-- Try it --
Would you please copy every line below that includes the string "info"?

Dataset items
Segment Open
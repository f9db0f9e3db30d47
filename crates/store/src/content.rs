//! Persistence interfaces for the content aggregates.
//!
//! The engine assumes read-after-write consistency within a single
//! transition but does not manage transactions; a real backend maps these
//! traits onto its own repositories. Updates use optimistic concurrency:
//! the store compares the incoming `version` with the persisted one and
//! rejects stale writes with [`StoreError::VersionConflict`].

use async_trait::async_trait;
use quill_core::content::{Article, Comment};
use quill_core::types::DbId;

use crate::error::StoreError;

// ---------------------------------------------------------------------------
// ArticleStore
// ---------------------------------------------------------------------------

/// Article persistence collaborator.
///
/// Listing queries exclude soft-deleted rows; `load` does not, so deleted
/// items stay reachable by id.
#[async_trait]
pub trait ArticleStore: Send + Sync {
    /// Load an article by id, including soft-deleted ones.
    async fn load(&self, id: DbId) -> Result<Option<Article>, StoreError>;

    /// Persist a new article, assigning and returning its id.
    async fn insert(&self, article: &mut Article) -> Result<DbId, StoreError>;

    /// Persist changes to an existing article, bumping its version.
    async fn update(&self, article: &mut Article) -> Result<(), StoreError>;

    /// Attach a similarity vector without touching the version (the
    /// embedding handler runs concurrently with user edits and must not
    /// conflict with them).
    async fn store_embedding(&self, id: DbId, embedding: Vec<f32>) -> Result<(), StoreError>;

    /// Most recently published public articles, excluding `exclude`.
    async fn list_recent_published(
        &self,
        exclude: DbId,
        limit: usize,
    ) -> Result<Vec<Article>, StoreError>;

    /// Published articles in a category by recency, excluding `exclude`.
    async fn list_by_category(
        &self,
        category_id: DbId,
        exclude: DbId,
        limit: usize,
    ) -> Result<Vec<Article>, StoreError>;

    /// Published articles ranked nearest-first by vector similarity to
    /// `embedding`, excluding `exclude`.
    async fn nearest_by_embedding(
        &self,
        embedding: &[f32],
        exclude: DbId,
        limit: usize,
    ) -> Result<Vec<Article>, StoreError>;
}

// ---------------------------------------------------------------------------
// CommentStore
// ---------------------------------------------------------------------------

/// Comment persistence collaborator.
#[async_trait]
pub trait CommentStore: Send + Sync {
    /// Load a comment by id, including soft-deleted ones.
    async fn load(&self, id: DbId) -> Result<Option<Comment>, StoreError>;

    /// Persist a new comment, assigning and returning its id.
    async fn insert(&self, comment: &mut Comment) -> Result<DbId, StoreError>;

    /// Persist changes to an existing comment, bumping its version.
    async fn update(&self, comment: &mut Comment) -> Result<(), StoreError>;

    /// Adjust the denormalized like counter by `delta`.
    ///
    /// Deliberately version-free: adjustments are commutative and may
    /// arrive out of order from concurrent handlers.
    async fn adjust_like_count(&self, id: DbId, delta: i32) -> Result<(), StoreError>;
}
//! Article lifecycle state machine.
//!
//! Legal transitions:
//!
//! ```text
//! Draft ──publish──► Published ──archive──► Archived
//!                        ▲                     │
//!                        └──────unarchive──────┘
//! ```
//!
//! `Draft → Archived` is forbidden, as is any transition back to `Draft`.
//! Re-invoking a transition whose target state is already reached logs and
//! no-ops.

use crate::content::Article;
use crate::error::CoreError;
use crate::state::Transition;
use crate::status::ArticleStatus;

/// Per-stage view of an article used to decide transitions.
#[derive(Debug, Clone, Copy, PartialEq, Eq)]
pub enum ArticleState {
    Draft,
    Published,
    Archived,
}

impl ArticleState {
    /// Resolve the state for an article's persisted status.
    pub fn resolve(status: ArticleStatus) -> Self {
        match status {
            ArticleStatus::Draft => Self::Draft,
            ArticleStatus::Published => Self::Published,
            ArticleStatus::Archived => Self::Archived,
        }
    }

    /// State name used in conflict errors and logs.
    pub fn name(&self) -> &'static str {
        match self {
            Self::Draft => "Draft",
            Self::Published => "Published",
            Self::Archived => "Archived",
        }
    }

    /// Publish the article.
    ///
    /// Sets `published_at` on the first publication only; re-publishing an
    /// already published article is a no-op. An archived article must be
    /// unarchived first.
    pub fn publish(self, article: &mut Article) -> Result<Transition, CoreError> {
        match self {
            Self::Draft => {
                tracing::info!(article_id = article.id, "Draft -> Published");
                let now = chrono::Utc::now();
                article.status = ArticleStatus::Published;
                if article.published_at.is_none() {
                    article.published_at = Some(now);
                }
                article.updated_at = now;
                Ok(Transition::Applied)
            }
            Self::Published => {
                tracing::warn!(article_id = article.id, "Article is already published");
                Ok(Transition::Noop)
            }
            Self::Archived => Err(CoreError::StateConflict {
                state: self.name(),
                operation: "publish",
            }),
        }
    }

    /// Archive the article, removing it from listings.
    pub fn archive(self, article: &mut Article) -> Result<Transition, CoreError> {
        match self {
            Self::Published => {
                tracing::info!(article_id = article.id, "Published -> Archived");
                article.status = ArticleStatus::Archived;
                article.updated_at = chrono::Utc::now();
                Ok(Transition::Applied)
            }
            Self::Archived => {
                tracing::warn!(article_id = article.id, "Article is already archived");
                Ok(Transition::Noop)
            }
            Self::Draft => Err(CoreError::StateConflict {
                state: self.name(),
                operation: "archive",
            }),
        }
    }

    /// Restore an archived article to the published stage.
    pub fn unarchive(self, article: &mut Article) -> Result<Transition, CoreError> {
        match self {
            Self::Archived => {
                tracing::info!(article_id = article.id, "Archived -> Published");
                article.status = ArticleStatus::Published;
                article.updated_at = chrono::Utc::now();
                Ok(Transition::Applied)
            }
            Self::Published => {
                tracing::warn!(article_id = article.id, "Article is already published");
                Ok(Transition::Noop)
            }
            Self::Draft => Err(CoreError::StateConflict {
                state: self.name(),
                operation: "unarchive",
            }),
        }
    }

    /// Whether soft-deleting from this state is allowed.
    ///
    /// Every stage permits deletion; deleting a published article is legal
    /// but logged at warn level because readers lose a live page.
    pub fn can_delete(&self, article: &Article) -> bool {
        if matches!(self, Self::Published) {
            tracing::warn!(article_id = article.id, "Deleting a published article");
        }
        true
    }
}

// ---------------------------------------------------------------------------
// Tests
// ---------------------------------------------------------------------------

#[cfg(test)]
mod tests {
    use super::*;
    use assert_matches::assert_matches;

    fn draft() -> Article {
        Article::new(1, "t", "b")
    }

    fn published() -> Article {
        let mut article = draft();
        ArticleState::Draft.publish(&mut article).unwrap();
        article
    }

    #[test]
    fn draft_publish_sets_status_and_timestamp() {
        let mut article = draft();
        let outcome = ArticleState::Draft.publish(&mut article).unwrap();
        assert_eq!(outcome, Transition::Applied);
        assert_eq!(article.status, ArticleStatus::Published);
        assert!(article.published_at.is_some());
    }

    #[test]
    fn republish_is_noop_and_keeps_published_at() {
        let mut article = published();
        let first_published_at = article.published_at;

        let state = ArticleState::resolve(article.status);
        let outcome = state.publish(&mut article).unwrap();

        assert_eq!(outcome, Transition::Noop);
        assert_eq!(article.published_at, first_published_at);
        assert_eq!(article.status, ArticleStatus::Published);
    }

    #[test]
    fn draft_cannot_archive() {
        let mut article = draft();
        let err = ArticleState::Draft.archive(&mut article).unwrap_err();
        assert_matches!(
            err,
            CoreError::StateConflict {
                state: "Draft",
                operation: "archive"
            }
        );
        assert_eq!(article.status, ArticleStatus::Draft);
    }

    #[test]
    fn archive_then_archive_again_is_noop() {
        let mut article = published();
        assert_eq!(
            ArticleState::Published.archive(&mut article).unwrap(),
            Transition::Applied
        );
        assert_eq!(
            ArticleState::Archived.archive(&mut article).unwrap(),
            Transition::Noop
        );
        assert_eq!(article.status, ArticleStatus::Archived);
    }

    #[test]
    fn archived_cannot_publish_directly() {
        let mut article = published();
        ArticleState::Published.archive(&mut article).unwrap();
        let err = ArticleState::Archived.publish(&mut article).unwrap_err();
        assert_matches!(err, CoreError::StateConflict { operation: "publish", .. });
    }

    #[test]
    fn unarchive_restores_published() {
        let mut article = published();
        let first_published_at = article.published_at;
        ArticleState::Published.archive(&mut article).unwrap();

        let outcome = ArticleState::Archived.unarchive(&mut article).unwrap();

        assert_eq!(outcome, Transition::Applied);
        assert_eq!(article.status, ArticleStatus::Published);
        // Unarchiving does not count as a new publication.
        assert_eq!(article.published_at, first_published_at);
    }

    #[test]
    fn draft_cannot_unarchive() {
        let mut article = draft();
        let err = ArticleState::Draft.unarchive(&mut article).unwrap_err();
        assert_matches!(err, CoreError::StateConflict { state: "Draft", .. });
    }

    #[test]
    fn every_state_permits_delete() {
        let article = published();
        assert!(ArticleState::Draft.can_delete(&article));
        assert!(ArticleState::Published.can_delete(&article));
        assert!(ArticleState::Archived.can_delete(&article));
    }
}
Segment Closed
Segment Open
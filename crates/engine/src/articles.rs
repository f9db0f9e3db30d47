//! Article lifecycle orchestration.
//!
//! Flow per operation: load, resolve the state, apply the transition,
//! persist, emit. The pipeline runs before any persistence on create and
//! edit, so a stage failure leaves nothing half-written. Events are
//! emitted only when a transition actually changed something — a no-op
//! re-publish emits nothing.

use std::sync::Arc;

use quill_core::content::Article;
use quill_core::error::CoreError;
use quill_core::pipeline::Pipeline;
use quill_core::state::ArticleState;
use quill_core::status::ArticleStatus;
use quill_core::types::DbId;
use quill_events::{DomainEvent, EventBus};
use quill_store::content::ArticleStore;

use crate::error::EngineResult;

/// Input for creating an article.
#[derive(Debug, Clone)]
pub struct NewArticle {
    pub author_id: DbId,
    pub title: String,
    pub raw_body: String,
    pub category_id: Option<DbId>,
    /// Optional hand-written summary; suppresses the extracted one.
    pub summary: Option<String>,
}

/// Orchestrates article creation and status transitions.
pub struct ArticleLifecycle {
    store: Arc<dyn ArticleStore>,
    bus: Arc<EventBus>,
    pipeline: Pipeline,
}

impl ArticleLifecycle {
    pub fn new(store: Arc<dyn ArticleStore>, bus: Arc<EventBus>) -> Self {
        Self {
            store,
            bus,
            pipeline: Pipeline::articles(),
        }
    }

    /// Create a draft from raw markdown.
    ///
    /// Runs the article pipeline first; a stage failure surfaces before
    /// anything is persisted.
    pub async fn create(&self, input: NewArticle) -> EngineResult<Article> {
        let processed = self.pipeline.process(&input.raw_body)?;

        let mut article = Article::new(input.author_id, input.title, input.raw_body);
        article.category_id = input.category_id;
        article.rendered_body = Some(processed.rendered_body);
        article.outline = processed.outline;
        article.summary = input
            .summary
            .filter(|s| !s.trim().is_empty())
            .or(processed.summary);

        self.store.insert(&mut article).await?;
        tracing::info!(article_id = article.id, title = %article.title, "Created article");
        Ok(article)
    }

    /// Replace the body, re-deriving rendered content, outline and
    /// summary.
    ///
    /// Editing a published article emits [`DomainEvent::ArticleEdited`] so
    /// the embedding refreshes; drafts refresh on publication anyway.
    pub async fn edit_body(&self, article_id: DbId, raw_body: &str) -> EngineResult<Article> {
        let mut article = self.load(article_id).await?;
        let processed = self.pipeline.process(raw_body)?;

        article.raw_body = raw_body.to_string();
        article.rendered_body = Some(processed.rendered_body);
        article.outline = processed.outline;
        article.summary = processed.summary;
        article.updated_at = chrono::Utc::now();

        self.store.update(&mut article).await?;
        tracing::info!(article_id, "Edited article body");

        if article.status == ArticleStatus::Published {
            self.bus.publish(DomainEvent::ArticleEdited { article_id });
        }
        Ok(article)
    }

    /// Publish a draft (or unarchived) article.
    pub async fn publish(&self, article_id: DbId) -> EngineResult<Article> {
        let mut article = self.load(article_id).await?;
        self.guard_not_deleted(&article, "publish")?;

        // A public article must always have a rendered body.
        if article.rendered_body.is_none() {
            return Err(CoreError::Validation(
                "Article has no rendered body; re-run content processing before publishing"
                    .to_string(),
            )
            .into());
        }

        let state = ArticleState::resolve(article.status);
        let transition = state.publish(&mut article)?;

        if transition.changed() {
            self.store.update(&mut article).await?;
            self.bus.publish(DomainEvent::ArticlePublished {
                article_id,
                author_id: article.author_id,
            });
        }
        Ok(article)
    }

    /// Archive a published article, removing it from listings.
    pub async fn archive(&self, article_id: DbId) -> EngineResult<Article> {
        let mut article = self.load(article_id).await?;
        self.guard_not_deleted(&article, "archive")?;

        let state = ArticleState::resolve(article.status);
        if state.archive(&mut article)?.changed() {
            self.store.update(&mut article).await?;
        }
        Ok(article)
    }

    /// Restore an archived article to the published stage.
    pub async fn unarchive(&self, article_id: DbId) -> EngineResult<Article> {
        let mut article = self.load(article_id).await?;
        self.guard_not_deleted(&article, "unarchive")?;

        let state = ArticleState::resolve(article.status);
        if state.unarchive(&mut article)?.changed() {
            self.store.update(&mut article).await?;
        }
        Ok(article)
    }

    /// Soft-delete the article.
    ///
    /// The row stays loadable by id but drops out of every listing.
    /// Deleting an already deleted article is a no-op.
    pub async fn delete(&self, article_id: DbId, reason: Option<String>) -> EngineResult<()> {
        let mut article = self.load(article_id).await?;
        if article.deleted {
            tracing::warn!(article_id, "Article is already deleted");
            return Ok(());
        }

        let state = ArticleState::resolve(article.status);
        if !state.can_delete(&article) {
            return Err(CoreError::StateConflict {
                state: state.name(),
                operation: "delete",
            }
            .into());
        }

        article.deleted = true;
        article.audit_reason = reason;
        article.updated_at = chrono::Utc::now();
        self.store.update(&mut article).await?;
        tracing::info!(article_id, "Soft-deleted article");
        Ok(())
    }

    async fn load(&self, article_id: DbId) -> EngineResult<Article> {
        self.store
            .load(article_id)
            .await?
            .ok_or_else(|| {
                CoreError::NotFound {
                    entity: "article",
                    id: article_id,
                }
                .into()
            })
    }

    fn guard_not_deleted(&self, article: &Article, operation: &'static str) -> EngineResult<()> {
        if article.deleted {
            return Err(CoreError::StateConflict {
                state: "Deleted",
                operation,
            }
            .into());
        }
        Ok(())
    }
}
Segment Closed
-- Task response --
                tracing::info!(article_id = article.id, "Draft -> Published");
                tracing::info!(article_id = article.id, "Published -> Archived");
                tracing::info!(article_id = article.id, "Archived -> Published");
        tracing::info!(article_id = article.id, title = %article.title, "Created article");
        tracing::info!(article_id, "Edited article body");
        tracing::info!(article_id, "Soft-deleted article");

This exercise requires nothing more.